(Stored data)
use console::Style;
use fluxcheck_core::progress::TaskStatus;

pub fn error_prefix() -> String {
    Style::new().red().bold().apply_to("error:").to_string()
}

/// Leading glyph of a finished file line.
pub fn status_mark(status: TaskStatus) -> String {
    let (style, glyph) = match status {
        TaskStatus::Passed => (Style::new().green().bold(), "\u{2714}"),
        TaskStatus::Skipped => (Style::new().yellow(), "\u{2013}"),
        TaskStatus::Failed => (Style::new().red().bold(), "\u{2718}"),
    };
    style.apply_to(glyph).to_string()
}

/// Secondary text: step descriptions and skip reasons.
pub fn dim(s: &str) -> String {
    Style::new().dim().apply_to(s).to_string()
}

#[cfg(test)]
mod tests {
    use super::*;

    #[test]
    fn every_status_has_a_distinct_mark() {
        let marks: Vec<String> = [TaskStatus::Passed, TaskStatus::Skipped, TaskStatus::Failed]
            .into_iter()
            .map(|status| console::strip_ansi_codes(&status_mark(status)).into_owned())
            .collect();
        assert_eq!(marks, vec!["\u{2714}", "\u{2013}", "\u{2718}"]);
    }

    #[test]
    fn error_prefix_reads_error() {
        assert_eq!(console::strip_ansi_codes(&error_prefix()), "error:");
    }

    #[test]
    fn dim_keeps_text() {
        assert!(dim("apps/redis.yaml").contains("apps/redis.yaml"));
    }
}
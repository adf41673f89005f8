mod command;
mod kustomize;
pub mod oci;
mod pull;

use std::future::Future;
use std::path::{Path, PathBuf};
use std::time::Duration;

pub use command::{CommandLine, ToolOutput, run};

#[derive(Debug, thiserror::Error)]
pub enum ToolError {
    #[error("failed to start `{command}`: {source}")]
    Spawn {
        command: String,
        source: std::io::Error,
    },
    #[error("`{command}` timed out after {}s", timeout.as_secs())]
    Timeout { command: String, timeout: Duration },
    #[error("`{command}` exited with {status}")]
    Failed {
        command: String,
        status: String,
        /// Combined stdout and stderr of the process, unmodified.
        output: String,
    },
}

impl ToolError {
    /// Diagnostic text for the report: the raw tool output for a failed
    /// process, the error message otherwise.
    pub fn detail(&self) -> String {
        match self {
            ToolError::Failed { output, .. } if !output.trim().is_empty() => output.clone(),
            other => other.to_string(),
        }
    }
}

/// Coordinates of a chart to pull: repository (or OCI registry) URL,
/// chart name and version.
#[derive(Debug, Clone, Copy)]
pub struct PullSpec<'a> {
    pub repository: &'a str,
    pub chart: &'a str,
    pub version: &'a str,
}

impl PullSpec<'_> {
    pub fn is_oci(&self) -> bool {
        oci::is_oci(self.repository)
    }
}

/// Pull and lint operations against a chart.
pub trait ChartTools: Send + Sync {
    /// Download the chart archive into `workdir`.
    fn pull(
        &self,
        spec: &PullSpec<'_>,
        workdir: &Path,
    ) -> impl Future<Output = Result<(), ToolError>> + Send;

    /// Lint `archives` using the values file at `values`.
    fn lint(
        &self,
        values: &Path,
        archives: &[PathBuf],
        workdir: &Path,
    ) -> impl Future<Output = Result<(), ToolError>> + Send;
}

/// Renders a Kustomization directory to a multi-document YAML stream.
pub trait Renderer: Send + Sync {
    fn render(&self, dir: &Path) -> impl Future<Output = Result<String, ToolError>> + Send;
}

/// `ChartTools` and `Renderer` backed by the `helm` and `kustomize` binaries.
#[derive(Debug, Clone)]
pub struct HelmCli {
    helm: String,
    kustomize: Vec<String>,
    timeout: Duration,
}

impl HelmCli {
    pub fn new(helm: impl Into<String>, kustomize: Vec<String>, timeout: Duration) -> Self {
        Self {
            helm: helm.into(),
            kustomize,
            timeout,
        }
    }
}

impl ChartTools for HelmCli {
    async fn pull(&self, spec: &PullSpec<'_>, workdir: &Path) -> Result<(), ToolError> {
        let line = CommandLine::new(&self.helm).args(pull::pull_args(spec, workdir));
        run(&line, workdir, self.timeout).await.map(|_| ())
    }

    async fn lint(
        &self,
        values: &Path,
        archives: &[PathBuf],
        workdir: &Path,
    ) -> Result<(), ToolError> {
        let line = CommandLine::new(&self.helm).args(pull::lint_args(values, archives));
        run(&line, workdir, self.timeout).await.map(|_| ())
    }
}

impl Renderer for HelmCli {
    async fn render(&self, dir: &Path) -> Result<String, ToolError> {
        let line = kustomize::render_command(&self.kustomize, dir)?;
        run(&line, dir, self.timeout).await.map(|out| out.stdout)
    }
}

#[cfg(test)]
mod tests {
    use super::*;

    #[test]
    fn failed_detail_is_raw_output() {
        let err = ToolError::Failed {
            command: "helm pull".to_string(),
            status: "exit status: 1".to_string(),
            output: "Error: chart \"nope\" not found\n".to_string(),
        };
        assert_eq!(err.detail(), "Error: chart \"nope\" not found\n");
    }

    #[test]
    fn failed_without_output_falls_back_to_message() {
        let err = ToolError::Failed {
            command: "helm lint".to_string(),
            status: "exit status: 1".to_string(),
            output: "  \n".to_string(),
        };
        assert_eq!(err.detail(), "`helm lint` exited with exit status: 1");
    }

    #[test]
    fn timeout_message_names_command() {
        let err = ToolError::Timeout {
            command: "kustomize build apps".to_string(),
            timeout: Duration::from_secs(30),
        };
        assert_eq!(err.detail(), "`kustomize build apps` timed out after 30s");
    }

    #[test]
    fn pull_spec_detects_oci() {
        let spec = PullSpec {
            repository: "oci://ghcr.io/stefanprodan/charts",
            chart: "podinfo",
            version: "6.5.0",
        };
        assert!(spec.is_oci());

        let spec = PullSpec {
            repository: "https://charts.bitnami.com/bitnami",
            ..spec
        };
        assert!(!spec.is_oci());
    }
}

Problem to solve: Where the string "Renderer" appears in a line of the entries above, return that line.

Result of the task:
pub trait Renderer: Send + Sync {
/// `ChartTools` and `Renderer` backed by the `helm` and `kustomize` binaries.
impl Renderer for HelmCli {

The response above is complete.